▶ **Aim of the task**: Find the lines below in which the string "DefinitionInput" occurs. Copy each one.

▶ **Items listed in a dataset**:
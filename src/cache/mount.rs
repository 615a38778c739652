//! Cache mount descriptors
//!
//! Turns configured cache options into the `--mount=type=cache,...` fragment
//! understood by BuildKit. Everything here is pure.

use crate::cache::job::{slugify, MAX_SLUG_LEN};
use crate::config::CacheOptions;
use crate::error::{DanceError, DanceResult};
use std::fmt;
use std::path::PathBuf;

/// BuildKit cache sharing mode
#[derive(Debug, Clone, Copy, PartialEq, Eq)]
pub enum Sharing {
    Shared,
    Private,
    Locked,
}

impl Sharing {
    fn parse(s: &str) -> Option<Self> {
        match s {
            "shared" => Some(Self::Shared),
            "private" => Some(Self::Private),
            "locked" => Some(Self::Locked),
            _ => None,
        }
    }
}

impl fmt::Display for Sharing {
    fn fmt(&self, f: &mut fmt::Formatter<'_>) -> fmt::Result {
        match self {
            Self::Shared => write!(f, "shared"),
            Self::Private => write!(f, "private"),
            Self::Locked => write!(f, "locked"),
        }
    }
}

/// Read-only and sharing flags of a mount
#[derive(Debug, Clone, Copy, Default, PartialEq, Eq)]
pub struct MountMode {
    pub readonly: bool,
    pub sharing: Option<Sharing>,
}

/// Ownership restored after inject
#[derive(Debug, Clone, Default, PartialEq, Eq)]
pub struct Ownership {
    pub uid: Option<String>,
    pub gid: Option<String>,
}

/// A cache mount to move in or out of BuildKit
#[derive(Debug, Clone, PartialEq, Eq)]
pub struct CacheMount {
    /// Durable directory on the host
    pub source: PathBuf,
    /// Path where the cache is visible inside the build
    pub target: String,
    /// BuildKit cache id
    pub id: Option<String>,
    pub mode: Option<MountMode>,
    pub ownership: Option<Ownership>,
}

impl CacheMount {
    /// Build a validated mount from its configured options
    pub fn from_options(source: &str, options: &CacheOptions) -> DanceResult<Self> {
        if source.trim().is_empty() {
            return Err(DanceError::config(source, "cache source must not be empty"));
        }

        let mount = match options {
            CacheOptions::Target(target) => Self {
                source: PathBuf::from(source),
                target: target.clone(),
                id: None,
                mode: None,
                ownership: None,
            },
            CacheOptions::Detailed(opts) => {
                let sharing = match opts.sharing.as_deref() {
                    None => None,
                    Some(s) => Some(Sharing::parse(s).ok_or_else(|| {
                        DanceError::config(
                            source,
                            format!("sharing must be shared, private or locked, got '{}'", s),
                        )
                    })?),
                };
                let mode = (opts.readonly || sharing.is_some()).then_some(MountMode {
                    readonly: opts.readonly,
                    sharing,
                });
                let ownership = (opts.uid.is_some() || opts.gid.is_some()).then(|| Ownership {
                    uid: opts.uid.clone(),
                    gid: opts.gid.clone(),
                });

                Self {
                    source: PathBuf::from(source),
                    target: opts.target.clone(),
                    id: opts.id.clone(),
                    mode,
                    ownership,
                }
            }
        };

        mount.validate()?;
        Ok(mount)
    }

    fn validate(&self) -> DanceResult<()> {
        let source = self.source.display().to_string();

        if !self.target.starts_with('/') {
            return Err(DanceError::config(
                &source,
                format!("target '{}' must be an absolute path", self.target),
            ));
        }
        if !is_fragment_safe(&self.target) {
            return Err(DanceError::config(
                &source,
                format!("target '{}' contains unsupported characters", self.target),
            ));
        }
        if let Some(id) = &self.id {
            if id.is_empty() || !is_fragment_safe(id) {
                return Err(DanceError::config(&source, format!("invalid cache id '{}'", id)));
            }
        }
        for (field, value) in [("uid", self.uid()), ("gid", self.gid())] {
            if !value.chars().all(|c| c.is_ascii_digit()) {
                return Err(DanceError::config(
                    &source,
                    format!("{} must be numeric, got '{}'", field, value),
                ));
            }
        }
        Ok(())
    }

    /// Path where this mount's data is visible inside the build
    pub fn target_path(&self) -> &str {
        &self.target
    }

    /// Render the value of a `--mount=` flag for this cache
    pub fn mount_args(&self) -> String {
        let mut args = vec!["type=cache".to_string(), format!("target={}", self.target)];

        if let Some(id) = &self.id {
            args.push(format!("id={}", id));
        }
        if let Some(mode) = &self.mode {
            if let Some(sharing) = mode.sharing {
                args.push(format!("sharing={}", sharing));
            }
            if mode.readonly {
                args.push("readonly".to_string());
            }
        }
        if !self.uid().is_empty() {
            args.push(format!("uid={}", self.uid()));
        }
        if !self.gid().is_empty() {
            args.push(format!("gid={}", self.gid()));
        }

        args.join(",")
    }

    /// Owner uid, empty when unset
    pub fn uid(&self) -> &str {
        self.ownership
            .as_ref()
            .and_then(|o| o.uid.as_deref())
            .unwrap_or("")
    }

    /// Owner gid, empty when unset
    pub fn gid(&self) -> &str {
        self.ownership
            .as_ref()
            .and_then(|o| o.gid.as_deref())
            .unwrap_or("")
    }

    /// Directory name used for this mount inside a batch staging area
    pub fn staging_key(&self) -> String {
        let key = slugify(self.id.as_deref().unwrap_or(&self.target), MAX_SLUG_LEN);
        if key.is_empty() {
            "cache".to_string()
        } else {
            key
        }
    }
}

/// Characters that would split a mount fragment or a shell word
fn is_fragment_safe(value: &str) -> bool {
    !value.is_empty()
        && !value
            .chars()
            .any(|c| c == ',' || c == '=' || c == '"' || c == '\'' || c.is_whitespace())
}
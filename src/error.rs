//! Error types for cache-dance
//!
//! All modules use `DanceResult<T>` as their return type.

use std::path::PathBuf;
use thiserror::Error;

/// Result type alias for cache-dance operations
pub type DanceResult<T> = Result<T, DanceError>;

/// All errors that can occur while moving caches in or out of BuildKit
#[derive(Error, Debug)]
pub enum DanceError {
    // Configuration errors
    #[error("Invalid cache mount for '{source_path}': {reason}")]
    Config { source_path: String, reason: String },

    #[error("Invalid configuration at {path}: {reason}")]
    ConfigInvalid { path: PathBuf, reason: String },

    #[error("Invalid cache map: {0}")]
    CacheMapInvalid(String),

    #[error("Invalid setting {key}: {reason}")]
    Setting { key: String, reason: String },

    // Transfer errors
    #[error("Builder failed for job {job}: {reason}")]
    BuilderExecution { job: String, reason: String },

    #[error("Failed to relocate cache at {path}: {reason}")]
    Relocation { path: PathBuf, reason: String },

    #[error("Cleanup of {what} failed: {reason}")]
    Cleanup { what: String, reason: String },

    #[error("{failed} of {total} cache transfer(s) failed: {}", summarize(.errors))]
    Aggregate {
        failed: usize,
        total: usize,
        errors: Vec<DanceError>,
    },

    #[error("Cache transfer timed out after {secs}s")]
    Timeout { secs: u64 },

    // IO errors
    #[error("IO error: {context}")]
    Io {
        context: String,
        #[source]
        source: std::io::Error,
    },

    // Process errors
    #[error("Command failed: {command}")]
    CommandFailed {
        command: String,
        #[source]
        source: std::io::Error,
    },

    #[error("Command exited with {}: {command}", exit_label(.code))]
    CommandExit { command: String, code: Option<i32> },

    // Serialization errors
    #[error("JSON error: {0}")]
    Json(#[from] serde_json::Error),

    #[error("TOML parse error: {0}")]
    TomlParse(#[from] toml::de::Error),

    #[error("TOML serialize error: {0}")]
    TomlSerialize(#[from] toml::ser::Error),

    // General errors
    #[error("Internal error: {0}")]
    Internal(String),
}

fn exit_label(code: &Option<i32>) -> String {
    match code {
        Some(code) => format!("code {}", code),
        None => "signal".to_string(),
    }
}

fn summarize(errors: &[DanceError]) -> String {
    errors
        .iter()
        .map(ToString::to_string)
        .collect::<Vec<_>>()
        .join("; ")
}

impl DanceError {
    /// Create an IO error with context
    pub fn io(context: impl Into<String>, source: std::io::Error) -> Self {
        Self::Io {
            context: context.into(),
            source,
        }
    }

    /// Create a command failed error
    pub fn command_failed(command: impl Into<String>, source: std::io::Error) -> Self {
        Self::CommandFailed {
            command: command.into(),
            source,
        }
    }

    /// Create a mount configuration error
    pub fn config(source_path: impl Into<String>, reason: impl Into<String>) -> Self {
        Self::Config {
            source_path: source_path.into(),
            reason: reason.into(),
        }
    }

    /// Create an invalid setting error
    pub fn setting(key: impl Into<String>, reason: impl Into<String>) -> Self {
        Self::Setting {
            key: key.into(),
            reason: reason.into(),
        }
    }

    /// Create a relocation error
    pub fn relocation(path: impl Into<PathBuf>, reason: impl Into<String>) -> Self {
        Self::Relocation {
            path: path.into(),
            reason: reason.into(),
        }
    }

    /// Create a cleanup error
    pub fn cleanup(what: impl Into<String>, reason: impl Into<String>) -> Self {
        Self::Cleanup {
            what: what.into(),
            reason: reason.into(),
        }
    }

    /// Wrap a process error as a builder failure for `job`
    pub fn builder(job: impl Into<String>, err: DanceError) -> Self {
        Self::BuilderExecution {
            job: job.into(),
            reason: err.to_string(),
        }
    }

    /// Whether this error belongs to a configuration problem detected before
    /// any process was spawned
    pub fn is_config(&self) -> bool {
        matches!(
            self,
            Self::Config { .. }
                | Self::ConfigInvalid { .. }
                | Self::CacheMapInvalid(_)
                | Self::Setting { .. }
        )
    }

    /// Get actionable hint for the error
    pub fn hint(&self) -> Option<&'static str> {
        match self {
            Self::CommandFailed { command, .. } if command.starts_with("docker") => {
                Some("Install Docker with the buildx plugin, or set builder.command")
            }
            Self::CommandFailed { command, .. } if command.starts_with("tar") => {
                Some("Install tar, or set builder.archive_command")
            }
            Self::BuilderExecution { .. } => {
                Some("Check that the buildx builder exists: docker buildx ls")
            }
            Self::CacheMapInvalid(_) => {
                Some(r#"Expected JSON like {"cache": "/root/.cache"} or {"cache": {"target": "/root/.cache", "id": "pkg"}}"#)
            }
            Self::Timeout { .. } => Some("Raise transfer.timeout_secs or pass --timeout 0"),
            _ => None,
        }
    }
}

/// Log the outcome of a best-effort operation and discard it
pub fn best_effort(what: &str, result: DanceResult<()>) {
    if let Err(e) = result {
        tracing::warn!("Best-effort {} failed: {}", what, e);
    }
}
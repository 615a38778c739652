//! Builder driver abstraction
//!
//! A driver runs one build definition for a job and, when asked, leaves the
//! build's staging root as a plain directory tree on the host.

use crate::cache::Job;
use crate::config::DefinitionInput;
use crate::error::{DanceError, DanceResult};
use crate::orchestration::{run, run_with_input, CommandLine, DockerCli};
use async_trait::async_trait;
use std::path::{Path, PathBuf};
use tracing::debug;

/// One builder invocation
#[derive(Debug)]
pub struct BuildRequest<'a> {
    pub job: &'a Job,
    /// Rendered build definition
    pub definition: &'a str,
    /// Build context directory
    pub context_dir: &'a Path,
    /// Extra named build contexts (`--build-context name=path`)
    pub named_contexts: Vec<(String, PathBuf)>,
    /// Recover the staging root into this directory; `None` runs the build
    /// for its side effects only
    pub export_to: Option<&'a Path>,
}

/// Strategy for turning a build definition into a filesystem tree
#[async_trait]
pub trait BuildDriver: Send + Sync {
    /// Whether extract definitions should end in a `FROM scratch` stage
    fn exports_scratch_stage(&self) -> bool;

    /// Run the build; a non-zero builder exit is a `BuilderExecution` error
    async fn build(&self, request: &BuildRequest<'_>) -> DanceResult<()>;

    /// Remove any image or container created for `job`
    async fn cleanup(&self, job: &Job) -> DanceResult<()>;

    /// Human-readable strategy name
    fn name(&self) -> &'static str;
}

/// `docker buildx build` invocation shared by all drivers
#[derive(Debug, Clone)]
pub struct Buildx {
    docker: DockerCli,
    builder: String,
    input: DefinitionInput,
}

impl Buildx {
    pub fn new(docker: DockerCli, builder: impl Into<String>, input: DefinitionInput) -> Self {
        Self {
            docker,
            builder: builder.into(),
            input,
        }
    }

    pub fn docker(&self) -> &DockerCli {
        &self.docker
    }

    fn base_command(&self, request: &BuildRequest<'_>) -> CommandLine {
        let mut cmd = self
            .docker
            .command()
            .args(["buildx", "build", "--builder", &self.builder]);
        for (name, path) in &request.named_contexts {
            cmd = cmd
                .arg("--build-context")
                .arg(format!("{}={}", name, path.display()));
        }
        cmd
    }

    /// Run the build with driver-specific output arguments
    pub async fn invoke(&self, request: &BuildRequest<'_>, output_args: &[String]) -> DanceResult<()> {
        let job = request.job;
        debug!("Build definition for job {}:\n{}", job.id, request.definition);

        let cmd = self.base_command(request);
        let result = match self.input {
            DefinitionInput::File => {
                tokio::fs::write(&job.definition_path, request.definition)
                    .await
                    .map_err(|e| {
                        DanceError::io(format!("writing {}", job.definition_path.display()), e)
                    })?;
                let cmd = cmd
                    .arg("-f")
                    .arg(job.definition_path.display().to_string())
                    .args(output_args.iter().cloned())
                    .arg(request.context_dir.display().to_string());
                run(&cmd).await
            }
            DefinitionInput::Stdin => {
                let cmd = cmd
                    .args(["-f", "-"])
                    .args(output_args.iter().cloned())
                    .arg(request.context_dir.display().to_string());
                run_with_input(&cmd, request.definition).await
            }
        };

        result.map_err(|e| DanceError::builder(&job.id, e))
    }
}
//! Direct local-filesystem export

use crate::cache::Job;
use crate::error::DanceResult;
use crate::orchestration::driver::{BuildDriver, BuildRequest, Buildx};
use async_trait::async_trait;

/// Driver using `--output type=local`, the builder writes the tree itself
pub struct LocalExport {
    buildx: Buildx,
}

impl LocalExport {
    pub fn new(buildx: Buildx) -> Self {
        Self { buildx }
    }
}

#[async_trait]
impl BuildDriver for LocalExport {
    fn exports_scratch_stage(&self) -> bool {
        true
    }

    async fn build(&self, request: &BuildRequest<'_>) -> DanceResult<()> {
        let output = match request.export_to {
            Some(dir) => format!("type=local,dest={}", dir.display()),
            None => "type=cacheonly".to_string(),
        };
        self.buildx
            .invoke(request, &["--output".to_string(), output])
            .await
    }

    async fn cleanup(&self, _job: &Job) -> DanceResult<()> {
        Ok(())
    }

    fn name(&self) -> &'static str {
        "local export"
    }
}
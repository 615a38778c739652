//! Transfer jobs
//!
//! A job owns one scratch directory and the job-scoped names of any image or
//! container the builder driver creates for it.

use crate::cache::relocate::remove_tree;
use crate::error::{DanceError, DanceResult};
use chrono::{SecondsFormat, Utc};
use std::fmt;
use std::path::{Path, PathBuf};
use tracing::debug;

/// Longest slug kept from a cache source path
pub(crate) const MAX_SLUG_LEN: usize = 40;

/// Length of the random job id suffix
const SUFFIX_LEN: usize = 8;

/// Job id used for the single job of a batch run
pub const BATCH_JOB_ID: &str = "batch";

/// Name of the cache-busting timestamp file
pub const BUILDSTAMP: &str = "buildstamp";

/// Which way data moves
#[derive(Debug, Clone, Copy, PartialEq, Eq)]
pub enum Direction {
    /// Host directory into the BuildKit cache mount
    Inject,
    /// BuildKit cache mount out to the host directory
    Extract,
}

impl fmt::Display for Direction {
    fn fmt(&self, f: &mut fmt::Formatter<'_>) -> fmt::Result {
        match self {
            Self::Inject => write!(f, "inject"),
            Self::Extract => write!(f, "extract"),
        }
    }
}

/// Lifecycle of a job
#[derive(Debug, Clone, Copy, PartialEq, Eq)]
pub enum JobState {
    Init,
    ScratchPrepared,
    DefinitionReady,
    BuildExecuted,
    Relocated,
    CleanedUp,
    Failed,
}

/// Reduce a path to a lowercase, filesystem-safe slug of at most `max_len`
/// characters, keeping the trailing (most specific) part.
pub(crate) fn slugify(input: &str, max_len: usize) -> String {
    let trimmed = input.trim_start_matches(['/', '\\']);
    let mut slug = String::with_capacity(trimmed.len());
    let mut in_separator = false;

    for c in trimmed.chars() {
        if c == '/' || c == '\\' {
            if !in_separator {
                slug.push('-');
            }
            in_separator = true;
            continue;
        }
        in_separator = false;

        if c.is_ascii_alphanumeric() || matches!(c, '_' | '.' | '-') {
            slug.push(c.to_ascii_lowercase());
        } else {
            slug.push('-');
        }
    }

    // Only ASCII remains, so byte offsets are char offsets
    slug[slug.len().saturating_sub(max_len)..].to_string()
}

/// Derive a job id from a cache source path plus a random suffix
pub fn job_id(cache_source: &str) -> String {
    let slug = slugify(cache_source, MAX_SLUG_LEN);
    let slug = if slug.is_empty() { "cache" } else { &slug };
    let unique = uuid::Uuid::new_v4().simple().to_string();
    format!("{}-{}", slug, &unique[..SUFFIX_LEN])
}

/// One transfer job and the transient resources it owns
#[derive(Debug)]
pub struct Job {
    pub id: String,
    pub direction: Direction,
    pub scratch_dir: PathBuf,
    pub definition_path: PathBuf,
    pub image_tag: String,
    pub container_name: String,
    state: JobState,
}

impl Job {
    /// Allocate a job with a fresh id for one cache source
    pub fn allocate(scratch_root: &Path, direction: Direction, source: &Path) -> Self {
        Self::with_id(
            scratch_root,
            direction,
            job_id(&source.to_string_lossy()),
        )
    }

    /// The fixed job used by a batch run
    pub fn batch(scratch_root: &Path, direction: Direction) -> Self {
        Self::with_id(scratch_root, direction, BATCH_JOB_ID.to_string())
    }

    fn with_id(scratch_root: &Path, direction: Direction, id: String) -> Self {
        let scratch_dir = scratch_root.join(&id);
        Self {
            definition_path: scratch_dir.join(format!("Dockerfile.{}", direction)),
            image_tag: format!("cache-dance:{}-{}", direction, id),
            container_name: format!("cache-dance-{}-{}", direction, id),
            scratch_dir,
            direction,
            id,
            state: JobState::Init,
        }
    }

    /// Where the builder output is recovered to
    pub fn output_dir(&self) -> PathBuf {
        self.scratch_dir.join("output")
    }

    pub fn state(&self) -> JobState {
        self.state
    }

    /// Move to the next lifecycle state
    pub fn advance(&mut self, next: JobState) {
        debug!(job = %self.id, "{:?} -> {:?}", self.state, next);
        self.state = next;
    }

    /// Remove any stale scratch directory and recreate it empty
    pub async fn prepare_scratch(&mut self) -> DanceResult<()> {
        remove_tree(&self.scratch_dir).await.map_err(|e| {
            DanceError::io(
                format!("clearing scratch directory {}", self.scratch_dir.display()),
                e,
            )
        })?;
        tokio::fs::create_dir_all(&self.scratch_dir)
            .await
            .map_err(|e| {
                DanceError::io(
                    format!("creating scratch directory {}", self.scratch_dir.display()),
                    e,
                )
            })?;
        self.advance(JobState::ScratchPrepared);
        Ok(())
    }

    /// Remove the scratch directory
    pub async fn remove_scratch(&self) -> DanceResult<()> {
        remove_tree(&self.scratch_dir)
            .await
            .map_err(|e| DanceError::cleanup(self.scratch_dir.display().to_string(), e.to_string()))
    }
}

/// Write the cache-busting timestamp into `dir`
pub async fn write_buildstamp(dir: &Path) -> DanceResult<()> {
    let stamp = Utc::now().to_rfc3339_opts(SecondsFormat::Millis, true);
    let path = dir.join(BUILDSTAMP);
    tokio::fs::write(&path, &stamp)
        .await
        .map_err(|e| DanceError::io(format!("writing {}", path.display()), e))?;
    debug!("Buildstamp written to {}: {}", path.display(), stamp);
    Ok(())
}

▶ **Output for this exercise**:
use crate::config::DefinitionInput;
    input: DefinitionInput,
    pub fn new(docker: DockerCli, builder: impl Into<String>, input: DefinitionInput) -> Self {
            DefinitionInput::File => {
            DefinitionInput::Stdin => {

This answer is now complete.